- Born: October 10, 1941
- Died: 13 January 1998 (aged 56) Thailand
- Citizenship: Canada
- Occupations: Screenwriter and playwright
- Notable work: Heartaches

= Terence Heffernan =

Canadian screenwriter and playwright

Terence Heffernan (October 10, 1941 – January 13, 1998) was a Canadian screenwriter and playwright. He was most noted for writing the film Heartaches, for which he won the Genie Award for Best Original Screenplay at the 3rd Genie Awards.

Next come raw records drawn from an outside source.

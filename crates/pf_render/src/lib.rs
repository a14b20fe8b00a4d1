pub mod camera;
pub mod gpu_context;
pub mod sprite_pipeline;
pub mod texture;
pub mod vertex;

pub use camera::{Camera2D, CameraUniform};
pub use gpu_context::GpuContext;
pub use sprite_pipeline::SpritePipeline;
pub use texture::Texture;
pub use vertex::SpriteVertex;
//! Per-frame clock: one simulation tick per rendered frame.
//!
//! `begin_frame()` measures the wall-clock delta since the previous frame and
//! caps it, so a stall (window drag, breakpoint) cannot teleport entities
//! through level geometry. The capped delta is what gameplay sees as `dt`.

use std::time::{Duration, Instant};

const FPS_SAMPLE_COUNT: usize = 60;

pub struct TimeState {
    pub target_fps: u32,
    pub max_dt: f64,
    pub dt: f64,
    pub total_time: f64,
    pub frame_count: u64,
    last_instant: Instant,

    fps_samples: [f64; FPS_SAMPLE_COUNT],
    fps_sample_index: usize,
    pub smoothed_fps: f64,
    pub smoothed_frame_time_ms: f64,
}

impl TimeState {
    pub fn new(target_fps: u32) -> Self {
        let target_fps = target_fps.max(1);
        let frame = 1.0 / target_fps as f64;
        Self {
            target_fps,
            max_dt: 0.25,
            dt: 0.0,
            total_time: 0.0,
            frame_count: 0,
            last_instant: Instant::now(),
            fps_samples: [frame; FPS_SAMPLE_COUNT],
            fps_sample_index: 0,
            smoothed_fps: target_fps as f64,
            smoothed_frame_time_ms: frame * 1000.0,
        }
    }

    pub fn begin_frame(&mut self) {
        let now = Instant::now();
        let real_dt = now.duration_since(self.last_instant).as_secs_f64();
        self.last_instant = now;
        self.advance(real_dt);
    }

    /// Feed an explicit delta. `begin_frame` routes through here; headless
    /// callers use it directly.
    pub fn advance(&mut self, real_dt: f64) {
        self.dt = real_dt.max(0.0);
        if self.dt > self.max_dt {
            log::warn!(
                "Frame took {:.1}ms, capping dt to {}ms",
                self.dt * 1000.0,
                self.max_dt * 1000.0
            );
            self.dt = self.max_dt;
        }
        self.total_time += self.dt;
        self.frame_count += 1;

        self.fps_samples[self.fps_sample_index] = self.dt;
        self.fps_sample_index = (self.fps_sample_index + 1) % FPS_SAMPLE_COUNT;
        let avg_dt: f64 = self.fps_samples.iter().sum::<f64>() / FPS_SAMPLE_COUNT as f64;
        self.smoothed_frame_time_ms = avg_dt * 1000.0;
        self.smoothed_fps = if avg_dt > 0.0 { 1.0 / avg_dt } else { 0.0 };
    }

    pub fn dt_secs(&self) -> f32 {
        self.dt as f32
    }

    pub fn frame_duration(&self) -> Duration {
        Duration::from_secs_f64(1.0 / self.target_fps as f64)
    }

    /// Earliest instant the next frame should start to hold the target rate.
    pub fn next_frame_deadline(&self) -> Instant {
        self.last_instant + self.frame_duration()
    }
}

impl Default for TimeState {
    fn default() -> Self {
        Self::new(60)
    }
}

#[cfg(test)]
mod tests {
    use super::*;

    #[test]
    fn advance_caps_large_deltas() {
        let mut time = TimeState::new(120);
        time.advance(3.0);
        assert!((time.dt - time.max_dt).abs() < f64::EPSILON);
        assert_eq!(time.frame_count, 1);
    }

    #[test]
    fn advance_clamps_negative_delta_to_zero() {
        let mut time = TimeState::new(120);
        time.advance(-1.0);
        assert_eq!(time.dt, 0.0);
    }

    #[test]
    fn total_time_accumulates_capped_deltas() {
        let mut time = TimeState::new(60);
        time.advance(0.1);
        time.advance(0.1);
        time.advance(1.0);
        assert!((time.total_time - 0.45).abs() < 1e-9);
    }

    #[test]
    fn frame_duration_follows_target_fps() {
        let time = TimeState::new(120);
        let expected = Duration::from_secs_f64(1.0 / 120.0);
        assert_eq!(time.frame_duration(), expected);
    }

    #[test]
    fn smoothed_fps_tracks_steady_rate() {
        let mut time = TimeState::new(60);
        for _ in 0..FPS_SAMPLE_COUNT {
            time.advance(1.0 / 30.0);
        }
        assert!((time.smoothed_fps - 30.0).abs() < 0.01);
    }
}
impl ApplicationHandler for App {
    fn resumed(&mut self, event_loop: &ActiveEventLoop) {
        if self.state.is_some() {
            return;
        }
        let Some(content) = self.content.take() else {
            return;
        };
        let window = match pf_platform::window::create_window(event_loop, &self.config) {
            Ok(window) => window,
            Err(err) => {
                log::error!("{err}");
                event_loop.exit();
                return;
            }
        };
        log::info!(
            "Window created: {}x{}",
            self.config.width,
            self.config.height
        );
        match EngineState::new(window, content) {
            Ok(state) => self.state = Some(state),
            Err(err) => {
                log::error!("Failed to initialise renderer: {err}");
                event_loop.exit();
            }
        }
    }

    fn about_to_wait(&mut self, event_loop: &ActiveEventLoop) {
        let Some(state) = &self.state else {
            return;
        };
        let deadline = state.time.next_frame_deadline();
        if Instant::now() >= deadline {
            state.window.request_redraw();
            event_loop.set_control_flow(ControlFlow::Wait);
        } else {
            event_loop.set_control_flow(ControlFlow::WaitUntil(deadline));
        }
    }

    fn window_event(
        &mut self,
        event_loop: &ActiveEventLoop,
        _window_id: WindowId,
        event: WindowEvent,
    ) {
        let Some(state) = self.state.as_mut() else {
            return;
        };

        let egui_consumed = state.overlay.handle_window_event(&state.window, &event);

        match event {
            WindowEvent::CloseRequested => {
                log::info!("Close requested, exiting.");
                event_loop.exit();
            }

            WindowEvent::Resized(physical_size) => {
                let w = physical_size.width;
                let h = physical_size.height;
                if w > 0 && h > 0 {
                    state.gpu.resize(w, h);
                    state.camera.viewport = (w, h);
                    log::info!("Resized to {}x{}", w, h);
                }
            }

            WindowEvent::KeyboardInput { event, .. } if !egui_consumed => {
                if let PhysicalKey::Code(key_code) = event.physical_key {
                    if let Some(key) = map_key(key_code) {
                        match event.state {
                            ElementState::Pressed => state.input.key_down(key),
                            ElementState::Released => state.input.key_up(key),
                        }
                    }
                }
            }

            WindowEvent::RedrawRequested => {
                if state.gpu.size.0 == 0 || state.gpu.size.1 == 0 {
                    return;
                }

                state.time.begin_frame();

                if state.input.is_just_pressed(Key::Escape) {
                    log::info!("Escape pressed, exiting.");
                    event_loop.exit();
                    return;
                }
                if state.input.is_just_pressed(Key::F3) {
                    state.overlay.toggle_debug();
                }
                if state.input.is_just_pressed(Key::F4) {
                    state.toggle_collision_debug();
                }

                state.update();
                state.rebuild_scene_mesh();
                state.render();

                state.input.end_frame();

                if state.game_over_elapsed() {
                    event_loop.exit();
                }
            }

            _ => {}
        }
    }
}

The son of former Montreal Canadiens hockey player Gerald Heffernan, Heffernan was educated at Lower Canada College. His theatrical play Blossom Hill was produced by Montreal's Shoestring Theatre in 1961. The play was also produced for television as part of Shoestring Theatre's CBC Television anthology series. He subsequently submitted a script to the CBC anthology series Festival; although it was not produced, it led to Eric Till directing his screenplay for A Great Big Thing in 1968.

Terry worked with Suzanne Findlay as his editor in his early Toronto days and later often worked with filmmaker Don Shebib.

His other film screenplays included Mahoney's Last Stand, The Young Adventurers and Change of Heart.

He died in 1997 of lung cancer in Thailand.